詫びかけたセイの額をぱちん、と素早く何かが弾いた。

「さっさと食べろ」

すみませんと言いかけたセイを黙らせた斉藤は、ふ、と肩から力を抜くと気配を弱める。斉藤ほどの使い手だからこそ、ではあるが、一瞬でセイは目の前にいるはずの斉藤がなんとなく薄くなったような気がした。

「あのう」
「お前には関係ない」

ぴしゃりと言い切られてしゅん、としたセイが目の前の鯵に箸を伸ばす。今すぐ席を立つわけでもないところを見ると、様子をみろと言われているのだろう。口にすれば美味いものは美味い。
まだそのくらいの余裕はある。

斉藤に取り上げられたぐい飲みを取り返すと、セイは自分の分の銚子から斉藤のぐい飲みに酒を注いだ。

「美味しいお酒と肴には罪はありませんから」

生意気な口を叩く様になったものだ、と思いながら斉藤は酒を口にした。
又四郎のところにも同じ酒と肴が運ばれたらしい。箸を動かしては酒を煽っている。

―― まるで背中にも目が点いているようだな

さして広くもない店の中はそこそこ賑わっており、小上がりには他にも二つほど客が入っている。小さな衝立を背に座っている客がおり、又四郎が座っている長机にもほかに客が座っているが、店の中にいる者すべてに気を配っているようだった。

「兄上はこのお酒、ご存知でしたか?」
「?……いや」

唐突に話しかけてきたセイに、斉藤の意識がパチッと切り替わる。先程とは打って変ったように顔を上げたセイがまっすぐに斉藤を見つめていた。

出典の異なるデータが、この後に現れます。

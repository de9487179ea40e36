use crate::backoff::BackoffPolicy;
use crate::classify::{classify, ErrorKind};
use log::{info, warn};
use std::future::Future;
use std::sync::atomic::{AtomicBool, Ordering};
use std::sync::Arc;
use std::time::Duration;
use thiserror::Error;
use tokio::time::sleep;

/// Emitted right before the invoker sleeps out a throttled attempt.
#[derive(Debug, Clone, Copy, PartialEq, Eq)]
pub struct ProgressEvent {
    pub slide_index: usize,
    pub wait_seconds: u64,
    /// 1-based number of the attempt that just failed.
    pub attempt: usize,
    pub max_attempts: usize,
}

#[derive(Debug, Error)]
pub enum InvokeError {
    #[error("slide {index}: {cause:#}")]
    Fatal { index: usize, cause: anyhow::Error },

    #[error("slide {index}: still rate limited after {attempts} attempts: {last:#}")]
    RetryExhausted {
        index: usize,
        attempts: usize,
        last: anyhow::Error,
    },

    #[error("slide {index}: cancelled")]
    Cancelled { index: usize },
}

impl InvokeError {
    pub fn index(&self) -> usize {
        match self {
            InvokeError::Fatal { index, .. }
            | InvokeError::RetryExhausted { index, .. }
            | InvokeError::Cancelled { index } => *index,
        }
    }
}

/// Shared stop switch. Checked between attempts and between items, never mid-sleep.
#[derive(Debug, Clone, Default)]
pub struct CancelFlag(Arc<AtomicBool>);

impl CancelFlag {
    pub fn new() -> Self {
        Self::default()
    }

    pub fn cancel(&self) {
        self.0.store(true, Ordering::SeqCst);
    }

    pub fn is_cancelled(&self) -> bool {
        self.0.load(Ordering::SeqCst)
    }
}

/// Per-call loop state; lives for one `invoke` and is never shared.
#[derive(Debug, Clone, Copy, PartialEq, Eq)]
pub struct RetryState {
    pub attempt: usize,
    pub max_attempts: usize,
    pub last_error_kind: Option<ErrorKind>,
}

impl RetryState {
    fn new(max_attempts: usize) -> Self {
        Self {
            attempt: 0,
            max_attempts,
            last_error_kind: None,
        }
    }
}

#[derive(Debug, Clone)]
pub struct RetryingInvoker {
    policy: BackoffPolicy,
    max_attempts: usize,
    cancel: CancelFlag,
}

impl RetryingInvoker {
    pub fn new(policy: BackoffPolicy, max_attempts: usize) -> Self {
        Self {
            policy,
            max_attempts: max_attempts.max(1),
            cancel: CancelFlag::new(),
        }
    }

    pub fn with_cancel(mut self, cancel: CancelFlag) -> Self {
        self.cancel = cancel;
        self
    }

    pub fn max_attempts(&self) -> usize {
        self.max_attempts
    }

    pub fn cancel_flag(&self) -> &CancelFlag {
        &self.cancel
    }

    /// Runs `call` until it succeeds, fails fatally, or uses up `max_attempts` calls.
    ///
    /// Between retryable failures the task sleeps for the backoff wait; `on_wait`
    /// is told about each wait before it starts. Attempts are strictly sequential.
    pub async fn invoke<T, F, Fut, W>(
        &self,
        index: usize,
        mut call: F,
        mut on_wait: W,
    ) -> Result<T, InvokeError>
    where
        F: FnMut() -> Fut,
        Fut: Future<Output = anyhow::Result<T>>,
        W: FnMut(ProgressEvent),
    {
        let mut state = RetryState::new(self.max_attempts);

        loop {
            if self.cancel.is_cancelled() {
                return Err(InvokeError::Cancelled { index });
            }

            let err = match call().await {
                Ok(value) => {
                    if state.attempt > 0 {
                        info!("Slide {} succeeded after {} retries", index, state.attempt);
                    }
                    return Ok(value);
                }
                Err(err) => err,
            };

            let kind = classify(&err);
            state.last_error_kind = Some(kind);
            if kind == ErrorKind::Fatal {
                warn!("Slide {} failed with a non-retryable error: {:#}", index, err);
                return Err(InvokeError::Fatal { index, cause: err });
            }

            state.attempt += 1;
            if state.attempt >= state.max_attempts {
                warn!(
                    "Slide {} still throttled after {} attempts: {:#}",
                    index, state.attempt, err
                );
                return Err(InvokeError::RetryExhausted {
                    index,
                    attempts: state.attempt,
                    last: err,
                });
            }

            let wait = self.policy.next_wait(state.attempt - 1);
            warn!(
                "Slide {} throttled (attempt {}/{}), waiting {}s: {:#}",
                index, state.attempt, state.max_attempts, wait, err
            );
            on_wait(ProgressEvent {
                slide_index: index,
                wait_seconds: wait,
                attempt: state.attempt,
                max_attempts: state.max_attempts,
            });
            sleep(Duration::from_secs(wait)).await;
        }
    }
}

#[cfg(test)]
mod tests {
    use super::*;
    use anyhow::anyhow;
    use std::sync::atomic::AtomicUsize;
    use tokio::time::Instant;

    /// Fails with `message` for the first `failures` calls, then returns the call number.
    fn scripted(
        calls: Arc<AtomicUsize>,
        failures: usize,
        message: &'static str,
    ) -> impl FnMut() -> std::pin::Pin<Box<dyn Future<Output = anyhow::Result<usize>> + Send>> {
        move || {
            let n = calls.fetch_add(1, Ordering::SeqCst);
            Box::pin(async move {
                if n < failures {
                    Err(anyhow!(message))
                } else {
                    Ok(n)
                }
            })
        }
    }

    #[tokio::test(start_paused = true)]
    async fn test_first_try_success_has_no_waits() {
        let invoker = RetryingInvoker::new(BackoffPolicy::new(5, 0), 3);
        let calls = Arc::new(AtomicUsize::new(0));
        let mut events = Vec::new();

        let value = invoker
            .invoke(1, scripted(calls.clone(), 0, "429"), |e| events.push(e))
            .await
            .unwrap();

        assert_eq!(value, 0);
        assert_eq!(calls.load(Ordering::SeqCst), 1);
        assert!(events.is_empty());
    }

    #[tokio::test(start_paused = true)]
    async fn test_k_retryable_failures_then_success() {
        let invoker = RetryingInvoker::new(BackoffPolicy::new(5, 0), 5);
        let calls = Arc::new(AtomicUsize::new(0));
        let mut events = Vec::new();
        let start = Instant::now();

        let value = invoker
            .invoke(2, scripted(calls.clone(), 3, "429 Too Many Requests"), |e| {
                events.push(e)
            })
            .await
            .unwrap();

        assert_eq!(value, 3);
        assert_eq!(calls.load(Ordering::SeqCst), 4);
        let waits: Vec<u64> = events.iter().map(|e| e.wait_seconds).collect();
        assert_eq!(waits, vec![5, 10, 15]);
        assert_eq!(
            events.iter().map(|e| e.attempt).collect::<Vec<_>>(),
            vec![1, 2, 3]
        );
        assert!(events.iter().all(|e| e.slide_index == 2 && e.max_attempts == 5));
        assert!(start.elapsed() >= Duration::from_secs(30));
    }

    #[tokio::test(start_paused = true)]
    async fn test_exhaustion_makes_max_attempts_calls() {
        let invoker = RetryingInvoker::new(BackoffPolicy::new(5, 2), 3);
        let calls = Arc::new(AtomicUsize::new(0));
        let mut events = Vec::new();

        let err = invoker
            .invoke(4, scripted(calls.clone(), 10, "quota exceeded"), |e| events.push(e))
            .await
            .unwrap_err();

        assert!(matches!(
            err,
            InvokeError::RetryExhausted { index: 4, attempts: 3, .. }
        ));
        assert_eq!(calls.load(Ordering::SeqCst), 3);
        assert_eq!(events.len(), 2);
        assert!(events[0].wait_seconds < events[1].wait_seconds);
    }

    #[tokio::test(start_paused = true)]
    async fn test_fatal_error_stops_immediately() {
        let invoker = RetryingInvoker::new(BackoffPolicy::new(5, 0), 5);
        let calls = Arc::new(AtomicUsize::new(0));
        let mut events = Vec::new();
        let start = Instant::now();

        let err = invoker
            .invoke(1, scripted(calls.clone(), 10, "unsupported content type"), |e| {
                events.push(e)
            })
            .await
            .unwrap_err();

        assert!(matches!(err, InvokeError::Fatal { index: 1, .. }));
        assert!(err.to_string().contains("unsupported content type"));
        assert_eq!(calls.load(Ordering::SeqCst), 1);
        assert!(events.is_empty());
        assert_eq!(start.elapsed(), Duration::ZERO);
    }

    #[tokio::test(start_paused = true)]
    async fn test_fatal_after_retryable_keeps_earlier_waits() {
        let invoker = RetryingInvoker::new(BackoffPolicy::new(5, 0), 5);
        let calls = Arc::new(AtomicUsize::new(0));
        let mut events = Vec::new();
        let c = calls.clone();

        let err = invoker
            .invoke(
                7,
                move || {
                    let n = c.fetch_add(1, Ordering::SeqCst);
                    async move {
                        match n {
                            0 => Err(anyhow!("503 Service Unavailable")),
                            _ => Err::<(), _>(anyhow!("API key not valid")),
                        }
                    }
                },
                |e| events.push(e),
            )
            .await
            .unwrap_err();

        assert!(matches!(err, InvokeError::Fatal { index: 7, .. }));
        assert_eq!(calls.load(Ordering::SeqCst), 2);
        assert_eq!(events.len(), 1);
    }

    #[tokio::test(start_paused = true)]
    async fn test_single_attempt_budget_never_waits() {
        let invoker = RetryingInvoker::new(BackoffPolicy::default(), 1);
        let calls = Arc::new(AtomicUsize::new(0));
        let mut events = Vec::new();

        let err = invoker
            .invoke(1, scripted(calls.clone(), 1, "429"), |e| events.push(e))
            .await
            .unwrap_err();

        assert!(matches!(err, InvokeError::RetryExhausted { attempts: 1, .. }));
        assert_eq!(calls.load(Ordering::SeqCst), 1);
        assert!(events.is_empty());
    }

    #[tokio::test(start_paused = true)]
    async fn test_cancelled_before_first_attempt() {
        let cancel = CancelFlag::new();
        cancel.cancel();
        let invoker = RetryingInvoker::new(BackoffPolicy::default(), 3).with_cancel(cancel);
        let calls = Arc::new(AtomicUsize::new(0));

        let err = invoker
            .invoke(5, scripted(calls.clone(), 0, "429"), |_| {})
            .await
            .unwrap_err();

        assert!(matches!(err, InvokeError::Cancelled { index: 5 }));
        assert_eq!(err.index(), 5);
        assert_eq!(calls.load(Ordering::SeqCst), 0);
    }

    #[tokio::test(start_paused = true)]
    async fn test_cancel_during_wait_stops_before_next_attempt() {
        let invoker = RetryingInvoker::new(BackoffPolicy::new(5, 0), 5);
        let cancel = invoker.cancel_flag().clone();
        let calls = Arc::new(AtomicUsize::new(0));

        let err = invoker
            .invoke(3, scripted(calls.clone(), 10, "429"), |_| cancel.cancel())
            .await
            .unwrap_err();

        assert!(matches!(err, InvokeError::Cancelled { index: 3 }));
        assert_eq!(calls.load(Ordering::SeqCst), 1);
    }
}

「誇色一閃というのだそうです。誇りの色を酒の揺らめく輝きに見立てているそうですよ」
「それにしてはいささか柔らかいと言うか、飲みやすくはあるまいか」
「それも飲む者の好みというものではないでしょうか。柔らかいとみるか、それも硬軟取り合わせて飲み下す、ともうしましょうか」

珍しく酒について物語るセイに、斉藤は一拍おいてからこくりと酒を口にする。

「まさか、お前に酒の講釈をされる日が来るとは思わなかったな」
「講釈っていうほどのものでは……。ご主人の受け売りなんですよ」
「そうか」

冷えてはまずくなると、さっさと平らげた田楽の皿がもう一串、と思わなくもなかったが、斉藤にとって、銚子の一本などあっという間になくなってしまう。セイの分もほとんど取り上げたとはいえ、持ち上げた銚子は中身が入っていないことを知らせていた。

「行くか」
「はい」

机の上に代金を置くと、斉藤とセイは小上がりから立ち上がった。

「ありがとうございます」
「お代置きましたから」
「はぁい。またおいでやす」

立ち働いていた女は主人の女房だろうか。明るい声に送り出されて斉藤とセイは店を後にする。
どこか物足りなさを抱えたまま屯所に向かって歩き出す。

「美味い店だった」
「はい。お気に召していただけてよかったです」

次はもっとゆっくり、とはどちらからも言い出さずに、言葉少なに歩みを進めていたが、屯所が近づいたところで斉藤がぴたりと立ち止まった。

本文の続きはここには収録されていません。